*Dataset entries*:
□ □ □ □ □ □ □
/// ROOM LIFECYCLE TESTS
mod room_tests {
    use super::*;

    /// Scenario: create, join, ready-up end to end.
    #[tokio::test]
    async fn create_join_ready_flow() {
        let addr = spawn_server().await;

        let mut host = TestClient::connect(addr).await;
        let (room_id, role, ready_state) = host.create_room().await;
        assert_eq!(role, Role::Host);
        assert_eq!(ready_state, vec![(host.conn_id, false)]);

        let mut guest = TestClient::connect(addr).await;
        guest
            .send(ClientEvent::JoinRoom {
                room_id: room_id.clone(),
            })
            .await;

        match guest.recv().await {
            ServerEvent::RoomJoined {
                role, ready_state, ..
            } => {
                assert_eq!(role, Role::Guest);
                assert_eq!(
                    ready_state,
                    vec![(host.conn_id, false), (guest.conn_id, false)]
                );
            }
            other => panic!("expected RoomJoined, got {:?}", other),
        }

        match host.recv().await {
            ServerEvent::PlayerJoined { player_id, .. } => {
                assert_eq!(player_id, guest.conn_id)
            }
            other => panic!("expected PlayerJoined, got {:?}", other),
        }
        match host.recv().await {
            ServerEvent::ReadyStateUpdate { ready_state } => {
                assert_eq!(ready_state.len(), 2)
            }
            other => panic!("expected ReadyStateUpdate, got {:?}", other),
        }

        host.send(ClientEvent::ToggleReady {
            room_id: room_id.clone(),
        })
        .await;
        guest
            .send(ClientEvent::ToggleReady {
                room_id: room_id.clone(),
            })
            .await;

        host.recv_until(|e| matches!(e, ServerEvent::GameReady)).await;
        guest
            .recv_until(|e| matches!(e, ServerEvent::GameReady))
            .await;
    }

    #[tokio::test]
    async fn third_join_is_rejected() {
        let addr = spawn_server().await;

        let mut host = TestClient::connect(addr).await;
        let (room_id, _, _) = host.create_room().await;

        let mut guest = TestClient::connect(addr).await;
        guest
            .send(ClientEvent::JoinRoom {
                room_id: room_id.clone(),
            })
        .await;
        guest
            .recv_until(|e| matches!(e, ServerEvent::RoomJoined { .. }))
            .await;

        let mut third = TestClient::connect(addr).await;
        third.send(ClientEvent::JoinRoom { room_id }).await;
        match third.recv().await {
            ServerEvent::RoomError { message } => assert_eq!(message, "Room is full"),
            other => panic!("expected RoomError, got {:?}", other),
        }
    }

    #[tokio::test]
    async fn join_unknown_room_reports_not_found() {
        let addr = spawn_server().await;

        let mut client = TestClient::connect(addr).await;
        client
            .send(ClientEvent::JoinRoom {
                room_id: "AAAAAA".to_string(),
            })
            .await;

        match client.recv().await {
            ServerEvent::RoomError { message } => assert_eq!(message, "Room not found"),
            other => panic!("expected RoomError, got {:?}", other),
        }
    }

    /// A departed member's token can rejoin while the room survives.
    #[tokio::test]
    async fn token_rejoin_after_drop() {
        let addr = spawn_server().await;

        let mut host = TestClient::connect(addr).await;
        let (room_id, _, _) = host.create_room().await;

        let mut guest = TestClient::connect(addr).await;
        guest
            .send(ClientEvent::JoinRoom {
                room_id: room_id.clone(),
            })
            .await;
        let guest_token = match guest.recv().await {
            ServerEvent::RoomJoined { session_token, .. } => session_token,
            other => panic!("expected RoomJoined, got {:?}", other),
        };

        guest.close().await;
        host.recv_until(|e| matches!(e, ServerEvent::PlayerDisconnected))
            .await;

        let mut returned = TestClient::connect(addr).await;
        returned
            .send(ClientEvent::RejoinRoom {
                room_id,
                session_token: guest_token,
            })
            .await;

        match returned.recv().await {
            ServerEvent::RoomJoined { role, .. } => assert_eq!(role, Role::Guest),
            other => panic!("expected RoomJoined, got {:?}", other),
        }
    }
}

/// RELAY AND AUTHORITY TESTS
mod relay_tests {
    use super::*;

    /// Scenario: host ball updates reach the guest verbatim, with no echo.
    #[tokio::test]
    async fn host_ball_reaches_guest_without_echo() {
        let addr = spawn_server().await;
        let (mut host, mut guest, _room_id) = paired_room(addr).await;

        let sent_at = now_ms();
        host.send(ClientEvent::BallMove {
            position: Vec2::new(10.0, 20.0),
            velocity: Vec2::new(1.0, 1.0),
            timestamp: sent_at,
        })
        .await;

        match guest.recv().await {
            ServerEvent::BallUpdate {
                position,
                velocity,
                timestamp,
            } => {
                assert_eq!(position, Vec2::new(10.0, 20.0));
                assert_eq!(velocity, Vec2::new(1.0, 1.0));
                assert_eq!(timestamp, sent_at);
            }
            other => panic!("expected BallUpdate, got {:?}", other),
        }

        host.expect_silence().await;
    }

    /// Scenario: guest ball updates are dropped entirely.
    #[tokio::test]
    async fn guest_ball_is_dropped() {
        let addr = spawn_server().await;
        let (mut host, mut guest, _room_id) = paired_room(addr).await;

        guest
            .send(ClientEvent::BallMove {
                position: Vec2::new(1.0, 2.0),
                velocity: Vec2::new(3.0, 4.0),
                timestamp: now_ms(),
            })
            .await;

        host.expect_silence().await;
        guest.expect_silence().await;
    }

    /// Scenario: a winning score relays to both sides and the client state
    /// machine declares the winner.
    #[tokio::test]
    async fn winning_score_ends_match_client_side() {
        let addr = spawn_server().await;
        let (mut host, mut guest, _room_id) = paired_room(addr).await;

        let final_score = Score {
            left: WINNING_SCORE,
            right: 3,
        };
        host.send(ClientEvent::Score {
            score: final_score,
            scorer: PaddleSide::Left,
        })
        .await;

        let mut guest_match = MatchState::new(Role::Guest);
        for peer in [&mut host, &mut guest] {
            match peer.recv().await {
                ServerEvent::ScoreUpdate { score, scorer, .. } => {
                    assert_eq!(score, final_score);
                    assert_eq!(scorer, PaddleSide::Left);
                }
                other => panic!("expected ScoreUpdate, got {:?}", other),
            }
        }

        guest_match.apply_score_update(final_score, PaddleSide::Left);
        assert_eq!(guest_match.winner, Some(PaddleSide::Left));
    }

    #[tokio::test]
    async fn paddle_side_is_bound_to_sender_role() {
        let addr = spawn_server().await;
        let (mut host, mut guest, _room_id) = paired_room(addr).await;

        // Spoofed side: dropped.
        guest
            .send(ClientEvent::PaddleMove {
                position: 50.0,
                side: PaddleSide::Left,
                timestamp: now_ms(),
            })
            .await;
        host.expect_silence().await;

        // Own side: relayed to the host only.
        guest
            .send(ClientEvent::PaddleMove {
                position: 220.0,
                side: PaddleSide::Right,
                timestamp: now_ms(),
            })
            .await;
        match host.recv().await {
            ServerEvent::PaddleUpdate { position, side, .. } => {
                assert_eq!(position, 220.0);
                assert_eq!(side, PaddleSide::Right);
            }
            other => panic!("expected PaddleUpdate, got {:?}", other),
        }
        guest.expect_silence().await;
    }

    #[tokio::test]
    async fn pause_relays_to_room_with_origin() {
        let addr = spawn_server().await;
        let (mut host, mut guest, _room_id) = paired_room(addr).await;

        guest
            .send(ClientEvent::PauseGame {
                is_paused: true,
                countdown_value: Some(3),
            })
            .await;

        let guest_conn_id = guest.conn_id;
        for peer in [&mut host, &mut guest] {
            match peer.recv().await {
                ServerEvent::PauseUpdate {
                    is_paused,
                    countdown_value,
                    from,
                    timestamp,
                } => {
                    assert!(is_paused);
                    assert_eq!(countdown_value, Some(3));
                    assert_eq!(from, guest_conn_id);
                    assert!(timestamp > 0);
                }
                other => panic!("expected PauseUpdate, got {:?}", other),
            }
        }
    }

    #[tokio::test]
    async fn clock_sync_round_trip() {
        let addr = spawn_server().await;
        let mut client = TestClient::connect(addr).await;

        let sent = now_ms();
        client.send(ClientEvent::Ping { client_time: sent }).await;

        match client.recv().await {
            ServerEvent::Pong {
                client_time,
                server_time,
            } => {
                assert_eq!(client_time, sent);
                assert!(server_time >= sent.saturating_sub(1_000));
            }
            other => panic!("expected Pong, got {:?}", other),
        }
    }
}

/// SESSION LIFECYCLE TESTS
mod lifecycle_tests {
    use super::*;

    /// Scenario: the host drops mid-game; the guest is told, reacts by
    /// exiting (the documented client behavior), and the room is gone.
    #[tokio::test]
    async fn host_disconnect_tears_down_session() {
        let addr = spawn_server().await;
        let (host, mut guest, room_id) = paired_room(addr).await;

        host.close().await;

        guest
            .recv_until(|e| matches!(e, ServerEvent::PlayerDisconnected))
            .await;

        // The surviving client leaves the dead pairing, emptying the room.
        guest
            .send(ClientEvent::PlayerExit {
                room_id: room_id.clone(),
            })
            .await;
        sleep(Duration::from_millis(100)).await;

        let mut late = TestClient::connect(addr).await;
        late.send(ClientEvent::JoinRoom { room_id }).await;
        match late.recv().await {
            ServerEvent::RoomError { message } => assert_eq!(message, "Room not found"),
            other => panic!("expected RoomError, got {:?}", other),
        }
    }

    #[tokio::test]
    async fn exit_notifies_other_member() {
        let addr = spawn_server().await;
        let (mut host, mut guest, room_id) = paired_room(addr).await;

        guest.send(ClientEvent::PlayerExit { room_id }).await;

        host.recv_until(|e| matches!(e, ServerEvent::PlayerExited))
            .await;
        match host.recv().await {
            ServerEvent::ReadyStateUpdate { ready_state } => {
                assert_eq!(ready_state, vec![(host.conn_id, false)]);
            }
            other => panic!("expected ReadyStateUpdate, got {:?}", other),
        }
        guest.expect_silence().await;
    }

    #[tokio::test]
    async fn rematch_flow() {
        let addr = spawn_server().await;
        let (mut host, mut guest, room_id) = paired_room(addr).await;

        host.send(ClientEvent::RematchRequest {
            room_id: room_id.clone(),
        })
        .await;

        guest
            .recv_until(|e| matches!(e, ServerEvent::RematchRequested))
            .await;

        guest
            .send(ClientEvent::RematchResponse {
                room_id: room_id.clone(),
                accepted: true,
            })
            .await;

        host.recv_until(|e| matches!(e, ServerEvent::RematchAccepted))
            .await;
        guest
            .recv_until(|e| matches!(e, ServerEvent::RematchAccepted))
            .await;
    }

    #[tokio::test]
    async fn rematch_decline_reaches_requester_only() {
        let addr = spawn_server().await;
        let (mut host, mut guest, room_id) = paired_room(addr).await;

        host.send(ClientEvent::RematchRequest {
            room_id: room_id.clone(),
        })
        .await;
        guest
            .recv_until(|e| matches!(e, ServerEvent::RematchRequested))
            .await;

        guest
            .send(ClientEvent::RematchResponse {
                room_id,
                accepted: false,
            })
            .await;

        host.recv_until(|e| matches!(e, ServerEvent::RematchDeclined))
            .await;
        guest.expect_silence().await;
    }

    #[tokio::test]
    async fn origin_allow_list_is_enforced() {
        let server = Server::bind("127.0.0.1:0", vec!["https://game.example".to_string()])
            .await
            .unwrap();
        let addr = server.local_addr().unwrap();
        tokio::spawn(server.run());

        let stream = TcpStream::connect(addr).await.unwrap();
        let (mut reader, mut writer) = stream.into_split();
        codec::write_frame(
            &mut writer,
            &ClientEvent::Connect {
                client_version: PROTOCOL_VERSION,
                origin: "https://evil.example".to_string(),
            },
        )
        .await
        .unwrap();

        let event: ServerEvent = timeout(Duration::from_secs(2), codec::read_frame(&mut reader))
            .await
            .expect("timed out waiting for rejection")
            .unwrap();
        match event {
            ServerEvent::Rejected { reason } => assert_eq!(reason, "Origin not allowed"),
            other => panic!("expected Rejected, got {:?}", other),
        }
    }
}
□ □ □ □ □ □ □
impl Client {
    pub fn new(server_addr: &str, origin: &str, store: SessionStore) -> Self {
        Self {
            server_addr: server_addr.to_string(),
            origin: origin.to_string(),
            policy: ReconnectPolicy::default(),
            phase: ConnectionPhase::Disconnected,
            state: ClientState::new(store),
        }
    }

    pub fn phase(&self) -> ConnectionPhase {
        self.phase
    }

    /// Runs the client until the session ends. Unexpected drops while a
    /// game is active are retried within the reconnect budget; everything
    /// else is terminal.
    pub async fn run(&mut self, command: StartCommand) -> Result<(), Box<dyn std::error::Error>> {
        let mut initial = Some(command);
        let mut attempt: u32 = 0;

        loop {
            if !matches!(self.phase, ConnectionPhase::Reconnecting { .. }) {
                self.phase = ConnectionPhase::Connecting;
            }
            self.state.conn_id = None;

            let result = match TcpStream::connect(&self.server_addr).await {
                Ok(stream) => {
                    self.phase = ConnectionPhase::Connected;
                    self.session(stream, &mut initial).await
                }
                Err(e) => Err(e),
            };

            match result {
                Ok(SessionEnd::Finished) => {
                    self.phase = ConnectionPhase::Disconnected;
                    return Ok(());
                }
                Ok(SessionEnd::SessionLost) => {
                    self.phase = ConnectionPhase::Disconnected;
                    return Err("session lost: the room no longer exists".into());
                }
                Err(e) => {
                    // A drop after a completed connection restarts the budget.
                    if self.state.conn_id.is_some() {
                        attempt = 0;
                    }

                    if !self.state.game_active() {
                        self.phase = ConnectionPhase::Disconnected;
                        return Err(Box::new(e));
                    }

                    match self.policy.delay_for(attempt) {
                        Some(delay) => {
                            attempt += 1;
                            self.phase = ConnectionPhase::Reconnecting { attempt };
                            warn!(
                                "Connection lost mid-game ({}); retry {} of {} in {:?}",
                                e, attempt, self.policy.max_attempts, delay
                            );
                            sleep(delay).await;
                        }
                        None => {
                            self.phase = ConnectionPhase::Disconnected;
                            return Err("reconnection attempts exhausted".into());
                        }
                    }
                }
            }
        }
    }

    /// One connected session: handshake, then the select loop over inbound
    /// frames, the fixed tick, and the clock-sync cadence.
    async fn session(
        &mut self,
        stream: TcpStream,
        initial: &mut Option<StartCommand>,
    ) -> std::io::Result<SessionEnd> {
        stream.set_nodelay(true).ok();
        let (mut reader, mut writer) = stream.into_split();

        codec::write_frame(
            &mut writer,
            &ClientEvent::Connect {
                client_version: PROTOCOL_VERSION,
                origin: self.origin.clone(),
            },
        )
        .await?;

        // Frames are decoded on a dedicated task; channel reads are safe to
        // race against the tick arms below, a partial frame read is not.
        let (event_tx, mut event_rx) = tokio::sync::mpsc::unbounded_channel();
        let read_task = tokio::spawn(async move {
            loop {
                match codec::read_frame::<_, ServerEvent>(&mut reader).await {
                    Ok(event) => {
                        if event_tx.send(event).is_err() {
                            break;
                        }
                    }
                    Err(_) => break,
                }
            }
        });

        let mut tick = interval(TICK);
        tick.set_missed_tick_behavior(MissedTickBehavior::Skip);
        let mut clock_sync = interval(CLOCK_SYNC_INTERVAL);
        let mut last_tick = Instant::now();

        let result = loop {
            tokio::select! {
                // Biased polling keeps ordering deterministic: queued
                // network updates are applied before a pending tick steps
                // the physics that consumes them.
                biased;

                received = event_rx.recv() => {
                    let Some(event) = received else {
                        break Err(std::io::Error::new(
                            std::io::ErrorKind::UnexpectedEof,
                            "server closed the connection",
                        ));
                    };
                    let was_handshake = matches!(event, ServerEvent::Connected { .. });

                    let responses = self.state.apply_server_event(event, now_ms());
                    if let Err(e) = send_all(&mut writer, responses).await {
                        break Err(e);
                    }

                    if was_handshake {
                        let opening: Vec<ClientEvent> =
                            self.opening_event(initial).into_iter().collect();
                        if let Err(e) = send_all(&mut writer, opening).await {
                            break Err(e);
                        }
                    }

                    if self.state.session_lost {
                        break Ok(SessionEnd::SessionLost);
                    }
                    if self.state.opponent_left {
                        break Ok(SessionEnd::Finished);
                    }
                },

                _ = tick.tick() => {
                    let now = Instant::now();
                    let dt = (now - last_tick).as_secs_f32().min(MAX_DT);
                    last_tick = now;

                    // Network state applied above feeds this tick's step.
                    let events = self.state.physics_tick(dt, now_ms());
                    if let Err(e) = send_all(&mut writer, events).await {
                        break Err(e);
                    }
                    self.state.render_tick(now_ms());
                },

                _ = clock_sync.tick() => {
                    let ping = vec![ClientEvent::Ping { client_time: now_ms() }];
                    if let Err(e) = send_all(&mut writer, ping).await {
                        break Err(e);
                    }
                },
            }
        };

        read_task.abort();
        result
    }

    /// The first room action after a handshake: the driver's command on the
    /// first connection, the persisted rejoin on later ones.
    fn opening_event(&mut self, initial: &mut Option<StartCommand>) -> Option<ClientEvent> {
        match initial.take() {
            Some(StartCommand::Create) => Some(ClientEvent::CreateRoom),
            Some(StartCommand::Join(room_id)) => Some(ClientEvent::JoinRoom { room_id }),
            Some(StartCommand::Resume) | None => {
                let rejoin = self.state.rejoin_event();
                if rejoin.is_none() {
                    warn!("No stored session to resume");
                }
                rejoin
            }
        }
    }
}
□ □ □ □ □ □ □
*ASSIGNED TASK*: Go through the records above and copy every line with the word "sleep".

*EXPECTED ANSWER*:
        sleep(Duration::from_millis(100)).await;
                            sleep(delay).await;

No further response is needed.